### Problem statement
How many lines in the entries below include the string "SeqCst"? Answer with the number only.

(Stored items)
● ● ●
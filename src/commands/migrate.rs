//! Migrate command - Database migration management.

use crate::cli::args::{MigrateAction, MigrateArgs};
use crate::config::Config;
use crate::errors::{AppError, AppResult};
use crate::infra::Database;

/// Execute the migrate command
pub async fn execute(args: MigrateArgs, config: Config) -> AppResult<()> {
    // Connect without auto-running migrations for manual control
    let db = Database::connect_without_migrations(&config)
        .await
        .map_err(|e| AppError::store("connect", e))?;

    match args.action {
        MigrateAction::Up => {
            tracing::info!("Running pending migrations...");
            db.run_migrations()
                .await
                .map_err(|e| AppError::store("migrate up", e))?;
            tracing::info!("Migrations completed successfully");
        }
        MigrateAction::Down => {
            tracing::info!("Rolling back last migration...");
            db.rollback_migration()
                .await
                .map_err(|e| AppError::store("migrate down", e))?;
            tracing::info!("Rollback completed successfully");
        }
        MigrateAction::Status => {
            let status = db
                .migration_status()
                .await
                .map_err(|e| AppError::store("migration status", e))?;
            for (name, applied) in status {
                let status_str = if applied { "applied" } else { "pending" };
                println!("{}: {}", name, status_str);
            }
        }
        MigrateAction::Fresh => {
            tracing::warn!("Dropping all tables and re-running migrations...");
            db.fresh_migrations()
                .await
                .map_err(|e| AppError::store("migrate fresh", e))?;
            tracing::info!("Fresh migrations completed successfully");
        }
    }

    Ok(())
}
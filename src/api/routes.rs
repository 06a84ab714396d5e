//! Application route configuration.

use axum::{routing::get, Router};
use tower_http::{cors::CorsLayer, trace::TraceLayer};
use utoipa::OpenApi;
use utoipa_swagger_ui::SwaggerUi;

use super::handlers::{health_routes, matching_routes, user_routes};
use super::openapi::ApiDoc;
use super::AppState;

/// Create the application router with all routes configured
pub fn create_router(state: AppState) -> Router {
    let v1 = Router::new()
        .nest("/users", user_routes())
        .nest("/matchings", matching_routes())
        .nest("/health", health_routes());

    Router::new()
        .route("/", get(root))
        .nest("/api/v1", v1)
        // OpenAPI Swagger UI documentation
        .merge(SwaggerUi::new("/swagger-ui").url("/api-docs/openapi.json", ApiDoc::openapi()))
        .layer(TraceLayer::new_for_http())
        .layer(CorsLayer::permissive())
        .with_state(state)
}

/// Root endpoint
async fn root() -> &'static str {
    "Matching API"
}
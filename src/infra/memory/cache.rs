//! In-memory user cache with expiry and an outage switch.

use async_trait::async_trait;
use std::collections::HashMap;
use std::sync::atomic::{AtomicBool, Ordering};
use std::time::Duration;
use tokio::sync::Mutex;
use tokio::time::Instant;
use uuid::Uuid;

use crate::domain::User;
use crate::errors::{AppError, AppResult};
use crate::infra::UserCache;

#[derive(Debug, Default)]
pub struct MemoryCache {
    entries: Mutex<HashMap<Uuid, (User, Instant)>>,
    unavailable: AtomicBool,
}

impl MemoryCache {
    pub fn new() -> Self {
        Self::default()
    }

    /// While set, every operation fails as if the cache were down.
    pub fn set_unavailable(&self, unavailable: bool) {
        self.unavailable.store(unavailable, Ordering::SeqCst);
    }

    /// Whether a live entry exists, ignoring the outage switch.
    pub async fn contains(&self, id: Uuid) -> bool {
        self.entries
            .lock()
            .await
            .get(&id)
            .is_some_and(|(_, expires_at)| *expires_at > Instant::now())
    }

    pub async fn ping(&self) -> AppResult<()> {
        self.check()
    }

    fn check(&self) -> AppResult<()> {
        if self.unavailable.load(Ordering::SeqCst) {
            return Err(AppError::Cache("cache unavailable".to_string()));
        }
        Ok(())
    }
}

#[async_trait]
impl UserCache for MemoryCache {
    async fn find_by_id(&self, id: Uuid) -> AppResult<Option<User>> {
        self.check()?;
        let mut entries = self.entries.lock().await;
        match entries.get(&id) {
            Some((user, expires_at)) if *expires_at > Instant::now() => Ok(Some(user.clone())),
            Some(_) => {
                entries.remove(&id);
                Ok(None)
            }
            None => Ok(None),
        }
    }

    async fn store(&self, user: &User, ttl: Duration) -> AppResult<()> {
        self.check()?;
        self.entries
            .lock()
            .await
            .insert(user.id, (user.clone(), Instant::now() + ttl));
        Ok(())
    }

    async fn remove(&self, id: Uuid) -> AppResult<()> {
        self.check()?;
        self.entries.lock().await.remove(&id);
        Ok(())
    }
}

#[cfg(test)]
mod tests {
    use super::*;

    #[tokio::test(start_paused = true)]
    async fn test_entries_expire_after_ttl() {
        let cache = MemoryCache::new();
        let user = User::new("ttl@example.com").unwrap();

        cache.store(&user, Duration::from_secs(60)).await.unwrap();
        assert_eq!(cache.find_by_id(user.id).await.unwrap(), Some(user.clone()));

        tokio::time::advance(Duration::from_secs(61)).await;
        assert_eq!(cache.find_by_id(user.id).await.unwrap(), None);
    }

    #[tokio::test]
    async fn test_outage_fails_every_operation() {
        let cache = MemoryCache::new();
        let user = User::new("down@example.com").unwrap();
        cache.set_unavailable(true);

        assert!(cache.find_by_id(user.id).await.is_err());
        assert!(cache.store(&user, Duration::from_secs(1)).await.is_err());
        assert!(cache.remove(user.id).await.is_err());
    }
}
//! Migration: Create users table.

use sea_orm_migration::prelude::*;

#[derive(DeriveMigrationName)]
pub struct Migration;

#[async_trait::async_trait]
impl MigrationTrait for Migration {
    async fn up(&self, manager: &SchemaManager) -> Result<(), DbErr> {
        manager
            .create_table(
                Table::create()
                    .table(Users::Table)
                    .if_not_exists()
                    .col(ColumnDef::new(Users::Id).uuid().not_null().primary_key())
                    .col(ColumnDef::new(Users::Email).string().not_null())
                    .col(
                        ColumnDef::new(Users::CreatedAt)
                            .timestamp_with_time_zone()
                            .not_null(),
                    )
                    .col(
                        ColumnDef::new(Users::UpdatedAt)
                            .timestamp_with_time_zone()
                            .not_null(),
                    )
                    .to_owned(),
            )
            .await?;

        // Listing pages by creation order
        manager
            .create_index(
                Index::create()
                    .name("idx_users_created_at")
                    .table(Users::Table)
                    .col(Users::CreatedAt)
                    .col(Users::Id)
                    .to_owned(),
            )
            .await
    }

    async fn down(&self, manager: &SchemaManager) -> Result<(), DbErr> {
        manager
            .drop_table(Table::drop().table(Users::Table).to_owned())
            .await
    }
}

#[derive(Iden)]
enum Users {
    Table,
    Id,
    Email,
    CreatedAt,
    UpdatedAt,
}
//! Validated JSON extractor - Combines deserialization with validation.

use axum::{
    async_trait,
    extract::{rejection::JsonRejection, FromRequest, Request},
    Json,
};
use serde::de::DeserializeOwned;
use validator::Validate;

use crate::errors::AppError;

/// JSON body extractor that runs `validator` rules before the handler.
///
/// Both malformed JSON and failed rules are rejected as `InvalidArgument`.
///
/// ```rust,ignore
/// #[derive(Deserialize, Validate)]
/// struct CreateUserRequest {
///     #[validate(email)]
///     email: String,
/// }
///
/// async fn create_user(ValidatedJson(payload): ValidatedJson<CreateUserRequest>) {
///     // payload is already validated
/// }
/// ```
pub struct ValidatedJson<T>(pub T);

#[async_trait]
impl<S, T> FromRequest<S> for ValidatedJson<T>
where
    S: Send + Sync,
    T: DeserializeOwned + Validate,
    Json<T>: FromRequest<S, Rejection = JsonRejection>,
{
    type Rejection = AppError;

    async fn from_request(req: Request, state: &S) -> Result<Self, Self::Rejection> {
        let Json(value) = Json::<T>::from_request(req, state)
            .await
            .map_err(|e| AppError::invalid_argument(e.body_text()))?;

        value
            .validate()
            .map_err(|e| AppError::invalid_argument(format_validation_errors(&e)))?;

        Ok(ValidatedJson(value))
    }
}

/// Format validation errors into a user-friendly string
fn format_validation_errors(errors: &validator::ValidationErrors) -> String {
    let mut messages: Vec<String> = errors
        .field_errors()
        .iter()
        .flat_map(|(field, errs)| {
            errs.iter().map(move |e| {
                e.message
                    .as_ref()
                    .map(|m| m.to_string())
                    .unwrap_or_else(|| format!("{} is invalid", field))
            })
        })
        .collect();
    messages.sort();
    messages.join(", ")
}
● ● ●
### Problem solution
2